Y ahora, cuando uno creía que ya habíamos sorteado los escollos de la recalcitrante escuela de posguerra (que malogró los avances y aciertos indiscutibles de la escuela republicana), cuando uno creía que caminábamos hacia una educación más libre, más creativa, más eficaz y acorde con los nuevos tiempos, más constructiva, solidaria, evolucionada y progresista... llega “El 63”, nefasto programa-basura de Antena 3, y trata de volver a las andadas, de poner en lacerante tela de juicio la educación actual, que no es la panacea, ni mucho menos, pero que es, sin lugar a dudas, mucho mejor que la que teníamos en aquellos abominables años, mucho más humana, más abierta y sobre todo más ajustada (con sus grandes lagunas todavía) a la realidad plural de nuestra sociedad. Pero lo más alucinante de todo es que los propios padres que envían a sus hijos adolescentes a participar en el programa están convencidos de que este engendro educativo del 63 es lo que sus vástagos necesitan para que entren en cintura, para que aprendan modales, para que experimenten aquello de “la letra con sangre entra”. Las fierecillas domadas a golpe de órdenes indiscutibles, de sanciones físicas, de auténticas violaciones de la dignidad humana que también los menores de edad poseen.
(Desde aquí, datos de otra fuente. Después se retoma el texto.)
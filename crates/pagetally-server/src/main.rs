// SPDX-License-Identifier: PMPL-1.0-or-later
// Copyright (c) 2026 Jonathan D.A. Jewell (hyperpolymath) <jonathan.jewell@open.ac.uk>
//
// PageTally — print accounting back office
//
// Entry point. Initialises logging and backend services, then runs queue
// maintenance on a fixed interval until interrupted.

use std::time::Duration;

use chrono::Utc;
use pagetally_server::AppServices;

#[tokio::main]
async fn main() {
    tracing_subscriber::fmt()
        .with_env_filter(
            tracing_subscriber::EnvFilter::try_from_default_env()
                .unwrap_or_else(|_| tracing_subscriber::EnvFilter::new("info")),
        )
        .init();

    tracing::info!("PageTally starting");

    let svc = match AppServices::init() {
        Ok(s) => s,
        Err(e) => {
            tracing::error!(error = %e, "backend services failed to start");
            std::process::exit(1);
        }
    };

    let period = Duration::from_secs(svc.config().prune_interval_secs.max(1));
    let mut ticker = tokio::time::interval(period);
    ticker.set_missed_tick_behavior(tokio::time::MissedTickBehavior::Delay);

    loop {
        tokio::select! {
            _ = ticker.tick() => {
                let worker = svc.clone();
                // Pruning touches the file system and SQLite.
                match tokio::task::spawn_blocking(move || worker.run_maintenance(Utc::now())).await {
                    Ok(Ok(_)) => {}
                    Ok(Err(e)) => tracing::warn!(error = %e, "maintenance run failed"),
                    Err(e) => tracing::error!(error = %e, "maintenance task panicked"),
                }
            }
            signal = tokio::signal::ctrl_c() => {
                if let Err(e) = signal {
                    tracing::error!(error = %e, "signal handler failed");
                }
                break;
            }
        }
    }

    svc.shutdown();
    tracing::info!("PageTally stopped");
}
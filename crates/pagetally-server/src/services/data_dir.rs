// SPDX-License-Identifier: PMPL-1.0-or-later
// Copyright (c) 2026 Jonathan D.A. Jewell (hyperpolymath) <jonathan.jewell@open.ac.uk>
//
// Data directory resolution.

use std::path::{Path, PathBuf};

/// Overrides the data directory when set.
pub const DATA_DIR_ENV: &str = "PAGETALLY_DATA_DIR";

/// Return the application data directory, creating it if needed.
pub fn data_dir() -> PathBuf {
    let dir = match std::env::var_os(DATA_DIR_ENV) {
        Some(dir) => PathBuf::from(dir),
        None => dirs_fallback().join("pagetally"),
    };
    std::fs::create_dir_all(&dir).ok();
    dir
}

/// Return a subdirectory of `base` (e.g. "outbox", "tickets"), creating it.
pub fn data_subdir(base: &Path, name: &str) -> PathBuf {
    let dir = base.join(name);
    std::fs::create_dir_all(&dir).ok();
    dir
}

fn dirs_fallback() -> PathBuf {
    // XDG data dir, then home
    if let Ok(xdg) = std::env::var("XDG_DATA_HOME") {
        return PathBuf::from(xdg);
    }
    if let Ok(home) = std::env::var("HOME") {
        return PathBuf::from(home).join(".local").join("share");
    }
    PathBuf::from("/tmp")
}
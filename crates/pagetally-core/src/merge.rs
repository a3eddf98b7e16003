// SPDX-License-Identifier: PMPL-1.0-or-later
// Copyright (c) 2026 Jonathan D.A. Jewell (hyperpolymath) <jonathan.jewell@open.ac.uk>
//
// Two-pointer merge over two sequences sorted by the same key.
//
// Used wherever two views of the same set must be reconciled: queue index
// entries vs. document files on disk, stored records vs. an incoming list.

use std::cmp::Ordering;

/// One comparison step of a sorted merge.
#[derive(Debug, Clone, Copy, PartialEq, Eq)]
pub enum MergeStep<'a, L, R> {
    /// Key present only on the left side.
    Left(&'a L),
    /// Key present only on the right side.
    Right(&'a R),
    /// Key present on both sides.
    Both(&'a L, &'a R),
}

/// Merge two slices that are each sorted ascending by their key.
///
/// Emits exactly one step per distinct key. Duplicate keys within one side
/// are emitted as separate one-sided steps.
pub fn merge_sorted<'a, L, R, K, FL, FR>(
    left: &'a [L],
    right: &'a [R],
    left_key: FL,
    right_key: FR,
) -> Vec<MergeStep<'a, L, R>>
where
    K: Ord,
    FL: Fn(&L) -> K,
    FR: Fn(&R) -> K,
{
    debug_assert!(left.windows(2).all(|w| left_key(&w[0]) <= left_key(&w[1])));
    debug_assert!(right.windows(2).all(|w| right_key(&w[0]) <= right_key(&w[1])));

    let mut steps = Vec::with_capacity(left.len().max(right.len()));
    let (mut i, mut j) = (0, 0);

    while i < left.len() && j < right.len() {
        match left_key(&left[i]).cmp(&right_key(&right[j])) {
            Ordering::Less => {
                steps.push(MergeStep::Left(&left[i]));
                i += 1;
            }
            Ordering::Greater => {
                steps.push(MergeStep::Right(&right[j]));
                j += 1;
            }
            Ordering::Equal => {
                steps.push(MergeStep::Both(&left[i], &right[j]));
                i += 1;
                j += 1;
            }
        }
    }
    steps.extend(left[i..].iter().map(MergeStep::Left));
    steps.extend(right[j..].iter().map(MergeStep::Right));
    steps
}
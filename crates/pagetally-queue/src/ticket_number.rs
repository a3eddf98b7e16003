// SPDX-License-Identifier: PMPL-1.0-or-later
// Copyright (c) 2026 Jonathan D.A. Jewell (hyperpolymath) <jonathan.jewell@open.ac.uk>
//
// Ticket numbers.
//
// A strictly increasing microsecond timestamp is hex-encoded, its digits are
// shuffled so that numbers do not reveal submission order, and the result is
// cut into fixed-width groups, e.g. `3A0F-6E11-C8D2-7B40`.  An optional tag
// is prepended as `TAG/3A0F-...`.

use std::sync::atomic::{AtomicU64, Ordering};

use chrono::Utc;
use pagetally_core::error::{PageTallyError, Result};
use rand::Rng;
use rand::seq::SliceRandom;

/// Joins the digit groups of a number.
pub const NUMBER_SEPARATOR: char = '-';
/// Separates the optional tag from the number.
pub const TAG_SEPARATOR: char = '/';
/// Hex digits per group.
pub const GROUP_WIDTH: usize = 4;
/// Hex digits per number.
pub const NUMBER_DIGITS: usize = 16;

/// Hand out ticket numbers derived from unique timestamps.
#[derive(Debug, Default)]
pub struct TicketNumberGenerator {
    last: AtomicU64,
}

impl TicketNumberGenerator {
    pub fn new() -> Self {
        Self::default()
    }

    /// Current time in microseconds, bumped past the last value handed out.
    fn next_value(&self) -> u64 {
        let now = u64::try_from(Utc::now().timestamp_micros()).unwrap_or(0);
        let mut last = self.last.load(Ordering::Relaxed);
        loop {
            let next = now.max(last + 1);
            match self
                .last
                .compare_exchange_weak(last, next, Ordering::AcqRel, Ordering::Relaxed)
            {
                Ok(_) => return next,
                Err(actual) => last = actual,
            }
        }
    }

    /// A new ticket number, optionally prefixed with `tag`.
    pub fn generate(&self, tag: Option<&str>) -> Result<String> {
        format_number(self.next_value(), tag, &mut rand::thread_rng())
    }
}

/// Shuffle and group the hex digits of `value`.
pub fn format_number<R: Rng + ?Sized>(value: u64, tag: Option<&str>, rng: &mut R) -> Result<String> {
    if let Some(tag) = tag {
        if tag.is_empty() || tag.contains(TAG_SEPARATOR) {
            return Err(PageTallyError::Validation(format!("invalid ticket tag {tag:?}")));
        }
    }

    let mut digits: Vec<char> = format!("{value:0width$X}", width = NUMBER_DIGITS)
        .chars()
        .collect();
    digits.shuffle(rng);

    let groups: Vec<String> = digits
        .chunks(GROUP_WIDTH)
        .map(|group| group.iter().collect())
        .collect();
    let number = groups.join(NUMBER_SEPARATOR.to_string().as_str());

    Ok(match tag {
        Some(tag) => format!("{tag}{TAG_SEPARATOR}{number}"),
        None => number,
    })
}

/// Whether `number` has the shape produced by `format_number`.
pub fn is_well_formed(number: &str) -> bool {
    let code = match number.rsplit_once(TAG_SEPARATOR) {
        Some((tag, code)) => {
            if tag.is_empty() || tag.contains(TAG_SEPARATOR) {
                return false;
            }
            code
        }
        None => number,
    };
    let groups: Vec<&str> = code.split(NUMBER_SEPARATOR).collect();
    groups.len() == NUMBER_DIGITS / GROUP_WIDTH
        && groups.iter().all(|g| {
            g.len() == GROUP_WIDTH
                && g.chars()
                    .all(|c| c.is_ascii_digit() || ('A'..='F').contains(&c))
        })
}

#[cfg(test)]
mod tests {
    use super::*;
    use std::collections::HashSet;

    #[test]
    fn ten_thousand_numbers_are_unique_and_well_formed() {
        let generator = TicketNumberGenerator::new();
        let mut seen = HashSet::new();
        for _ in 0..10_000 {
            let number = generator.generate(None).unwrap();
            assert!(is_well_formed(&number), "{number}");
            assert!(seen.insert(number));
        }
    }

    #[test]
    fn tagged_numbers_start_with_the_tag() {
        let generator = TicketNumberGenerator::new();
        for _ in 0..100 {
            let number = generator.generate(Some("TAG")).unwrap();
            assert!(number.starts_with("TAG/"), "{number}");
            assert!(is_well_formed(&number));
        }
    }

    #[test]
    fn tag_may_not_contain_the_separator() {
        let generator = TicketNumberGenerator::new();
        assert!(generator.generate(Some("A/B")).is_err());
        assert!(generator.generate(Some("")).is_err());
    }

    #[test]
    fn values_are_strictly_increasing() {
        let generator = TicketNumberGenerator::new();
        let values: Vec<u64> = (0..1000).map(|_| generator.next_value()).collect();
        assert!(values.windows(2).all(|w| w[0] < w[1]));
    }

    #[test]
    fn shuffle_keeps_the_digits() {
        let number = format_number(0x0123_4567_89AB_CDEF, None, &mut rand::thread_rng()).unwrap();
        let mut digits: Vec<char> = number.chars().filter(|c| *c != NUMBER_SEPARATOR).collect();
        digits.sort();
        assert_eq!(digits.into_iter().collect::<String>(), "0123456789ABCDEF");
    }
}
impl SqliteLedgerStore {
    /// Open (or create) the ledger database at `path`.
    ///
    /// Tables are created if missing and WAL mode is enabled.
    #[instrument(skip_all, fields(path = %path.as_ref().display()))]
    pub fn open(path: impl AsRef<Path>) -> Result<Self> {
        let path = path.as_ref().to_path_buf();
        let conn = Connection::open(&path).map_err(db_err)?;
        conn.pragma_update(None, "journal_mode", "WAL")
            .map_err(|e| PageTallyError::Database(format!("WAL pragma: {e}")))?;
        conn.execute_batch(SCHEMA_SQL)
            .map_err(|e| PageTallyError::Database(format!("create schema: {e}")))?;

        debug!("ledger database opened");
        Ok(Self {
            path,
            locks: EntityLocks::new(),
            active: Mutex::new(HashSet::new()),
            lock_timeout: DEFAULT_LOCK_TIMEOUT,
        })
    }

    /// Bound waiting on entity locks and the database write lock.
    pub fn with_lock_timeout(mut self, timeout: Duration) -> Self {
        self.lock_timeout = timeout;
        self
    }

    pub fn path(&self) -> &Path {
        &self.path
    }

    /// Entity locks handed out by this store's transactions.
    pub fn locks(&self) -> &EntityLocks {
        &self.locks
    }

    fn connect(&self) -> Result<Connection> {
        let conn = Connection::open(&self.path).map_err(db_err)?;
        conn.busy_timeout(self.lock_timeout).map_err(db_err)?;
        conn.execute_batch("PRAGMA foreign_keys = ON; BEGIN IMMEDIATE;")
            .map_err(|e| PageTallyError::LockFailed(format!("database write lock: {e}")))?;
        Ok(conn)
    }

    fn release_thread(&self, owner: ThreadId) {
        let mut active = match self.active.lock() {
            Ok(active) => active,
            Err(poisoned) => poisoned.into_inner(),
        };
        active.remove(&owner);
    }
}

impl LedgerStore for SqliteLedgerStore {
    fn begin(&self) -> Result<Box<dyn LedgerTx + '_>> {
        let owner = thread::current().id();
        {
            let mut active = self
                .active
                .lock()
                .map_err(|_| PageTallyError::LockFailed("transaction registry poisoned".into()))?;
            if !active.insert(owner) {
                return Err(PageTallyError::Validation(
                    "a ledger transaction is already active on this thread".into(),
                ));
            }
        }

        match self.connect() {
            Ok(conn) => Ok(Box::new(SqliteTx {
                store: self,
                conn,
                owner,
                guards: Vec::new(),
                finished: false,
            })),
            Err(e) => {
                self.release_thread(owner);
                Err(e)
            }
        }
    }

    fn is_transaction_active(&self) -> bool {
        let owner = thread::current().id();
        self.active
            .lock()
            .map(|active| active.contains(&owner))
            .unwrap_or(false)
    }
}

// ---------------------------------------------------------------------------
// Transaction
// ---------------------------------------------------------------------------

/// One open `BEGIN IMMEDIATE` transaction plus the entity locks it holds.
pub struct SqliteTx<'a> {
    store: &'a SqliteLedgerStore,
    conn: Connection,
    owner: ThreadId,
    guards: Vec<EntityGuard>,
    finished: bool,
}

impl SqliteTx<'_> {
    fn holds(&self, key: EntityKey) -> bool {
        self.guards.iter().any(|g| g.key() == key)
    }

    fn finish(&mut self, statement: &str) -> Result<()> {
        self.conn.execute_batch(statement).map_err(db_err)?;
        self.finished = true;
        self.guards.clear();
        Ok(())
    }
}

impl Drop for SqliteTx<'_> {
    fn drop(&mut self) {
        if !self.finished {
            if let Err(e) = self.conn.execute_batch("ROLLBACK") {
                warn!(error = %e, "rollback of abandoned ledger transaction failed");
            } else {
                debug!("abandoned ledger transaction rolled back");
            }
            self.guards.clear();
        }
        self.store.release_thread(self.owner);
    }
}
// SPDX-License-Identifier: PMPL-1.0-or-later
// Copyright (c) 2026 Jonathan D.A. Jewell (hyperpolymath) <jonathan.jewell@open.ac.uk>
//
// PageTally — Core types, configuration and error definitions shared across
// all crates.

pub mod config;
pub mod error;
pub mod human_errors;
pub mod merge;
pub mod money;
pub mod types;

pub use config::{AppConfig, ConfigSource};
pub use error::PageTallyError;
pub use types::*;
// SPDX-License-Identifier: PMPL-1.0-or-later
// Copyright (c) 2026 Jonathan D.A. Jewell (hyperpolymath) <jonathan.jewell@open.ac.uk>
//
// Document fingerprints: SHA-256 of a held job's document, recorded at
// submit time and checked when queues are rebuilt from disk.

use pagetally_core::error::{PageTallyError, Result};
use sha2::{Digest, Sha256};

/// SHA-256 of `data` as a lowercase hex string.
pub fn hash_bytes(data: &[u8]) -> String {
    let mut hasher = Sha256::new();
    hasher.update(data);
    hex::encode(hasher.finalize())
}

/// Check `data` against the fingerprint recorded for it.
pub fn verify_hash(data: &[u8], expected_hex: &str) -> Result<()> {
    let actual = hash_bytes(data);
    if actual.eq_ignore_ascii_case(expected_hex) {
        Ok(())
    } else {
        Err(PageTallyError::IntegrityMismatch {
            expected: expected_hex.to_owned(),
            actual,
        })
    }
}

#[cfg(test)]
mod tests {
    use super::*;

    const EMPTY_SHA256: &str = "e3b0c44298fc1c149afbf4c8996fb92427ae41e4649b934ca495991b7852b855";

    #[test]
    fn hash_empty_input() {
        assert_eq!(hash_bytes(b""), EMPTY_SHA256);
    }

    #[test]
    fn hash_known_value() {
        let expected = "2cf24dba5fb0a30e26e83b2ac5b9e29e1b161e5c1fa7425e73043362938b9824";
        assert_eq!(hash_bytes(b"hello"), expected);
    }

    #[test]
    fn mismatch_reports_both_digests() {
        match verify_hash(b"a", "0000") {
            Err(PageTallyError::IntegrityMismatch { expected, actual }) => {
                assert_eq!(expected, "0000");
                assert_eq!(actual, hash_bytes(b"a"));
            }
            other => panic!("unexpected result: {other:?}"),
        }
        assert!(verify_hash(b"a", &hash_bytes(b"a").to_uppercase()).is_ok());
    }
}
Ojalá que este programa vuelva a las cavernas de donde nunca debió haber salido, que regrese la cordura y la lucidez, que esta sociedad nuestra de arranque de caballo y parada de buey deposite su confianza en el sistema educativo y -criticando todo lo que haya que criticar- siga apostando por el futuro, por la libertad, por lo bueno por conocer antes que por lo malo conocido. Así sea.